Die Bundesregierung hat kürzlich einen Gesetzesentwurf für eine bessere Versorgung durch Digitalisierung und Innovation (Digitale-Versorgung-Gesetz - DVG) verabschiedet. Dieser sieht für die Kassenärztlichen Bundesvereinigungen die Aufgabe vor, die IT-Sicherheitsanforderungen in der vertragsärztlichen und vertragszahnärztlichen Versorgung in einer Richtlinie bis zum 31. März 2020 festzulegen. Die Richtlinie soll für die an der vertragsärztlichen und vertragszahnärztlichen Versorgung teilnehmenden Leistungserbringer verbindlich sein.
Die in der Richtlinie aufgestellten Anforderungen sollen abhängig vom Gefährdungspotenzial geeignet sein, Störungen der Informationssicherheit zu vermeiden. Sie müssen dem Stand der Technik entsprechen.
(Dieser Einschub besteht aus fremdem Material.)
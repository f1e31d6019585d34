use tracing::info;

use crate::domain::events::MarketplaceEvent;
use crate::domain::ports::EventPublisher;

/// Default publisher: records every domain event in the log.
#[derive(Debug, Default, Clone, Copy)]
pub struct LogEventPublisher;

impl EventPublisher<MarketplaceEvent> for LogEventPublisher {
    fn publish(&self, event: &MarketplaceEvent) {
        match event {
            MarketplaceEvent::UserRegistered { id, at } => {
                info!(target: "marketplace.events", user_id = %id, %at, "user registered")
            }
            MarketplaceEvent::LoggedIn { id, at } => {
                info!(target: "marketplace.events", user_id = %id, %at, "logged in")
            }
            MarketplaceEvent::LoggedOut { id, at } => {
                info!(target: "marketplace.events", user_id = %id, %at, "logged out")
            }
            MarketplaceEvent::ProfileUpdated { id, at } => {
                info!(target: "marketplace.events", user_id = %id, %at, "profile updated")
            }
            MarketplaceEvent::ProjectPosted { id, client_id, at } => {
                info!(target: "marketplace.events", project_id = %id, client_id = %client_id, %at, "project posted")
            }
            MarketplaceEvent::ProjectAssigned {
                id,
                freelancer_id,
                at,
            } => {
                info!(target: "marketplace.events", project_id = %id, freelancer_id = %freelancer_id, %at, "project assigned")
            }
            MarketplaceEvent::ProjectCompleted { id, at } => {
                info!(target: "marketplace.events", project_id = %id, %at, "project completed")
            }
        }
    }
}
Smart Hospital - das Krankenhaus der Zukunft
Der Begriff Smart Home ist mittlerweile weit verbreitet und bezeichnet die Vernetzung verschiedener Haushaltsgeräte zur Verbesserung der Lebensqualität. Zur Verbesserung der Patientenversorgung streben viele Krankenhäuser das Smart Hospital an. In einer Krankenhausstudie von Roland Berger aus dem Jahre 2018, bei der die 500 größten Krankenhäuser befragt wurden, gaben 93 Prozent der befragten Krankenhaus-Manager an, eine Digitalisierungsstrategie zu verfolgen. Dabei endet die Vision nicht schon bei der Vernetzung der Systeme. Die Digitalisierung soll vielmehr sämtliche Bereiche der Patientenversorgung umfassen - von der Auswertung der Untersuchungsergebnisse über die Diagnose bis zur Kommunikation mit dem Arzt. Dabei sollen auch neue Technologien wie Künstliche Intelligenz und 3D-Druck zum Einsatz kommen.
Das Universitätsklinikum Essen nimmt hier eine Vorreiterrolle ein. Es arbeitet an der Verwirklichung des Smart Hospitals mit dem Ziel, innovative medizinische Verfahren und Anwendungen im Klinikalltag einzusetzen. Dazu testet es eine auf Künstlicher Intelligenz basierende Software, den AI Pathway Companion von Siemens Healthineers, der zum Beispiel auch Vorschläge für weitere Therapieschritte macht. Auch im Operationssaal wird mit der DaVinci-Methode innovative und minimal-invasive Robotertechnik genutzt.
Handlungsbedarf
Der jetzt bekanntgewordene Fall zeigt, dass gerade in den Sektoren, in denen besonders kritische Daten verarbeitet werden, diese Daten oft nur ungenügend geschützt sind. Bis zu einem gewissen Grad ist das verständlich - geht es doch häufig um den Schutz von Leben. Mit Blick auf die Compliance greift dieser Einwand jedoch nicht. Je digitaler und smarter die medizinische Versorgung wird, umso wichtiger ist es, dass sich die Beteiligten damit beschäftigen, wie sie Patientendaten sachgerecht schützen können.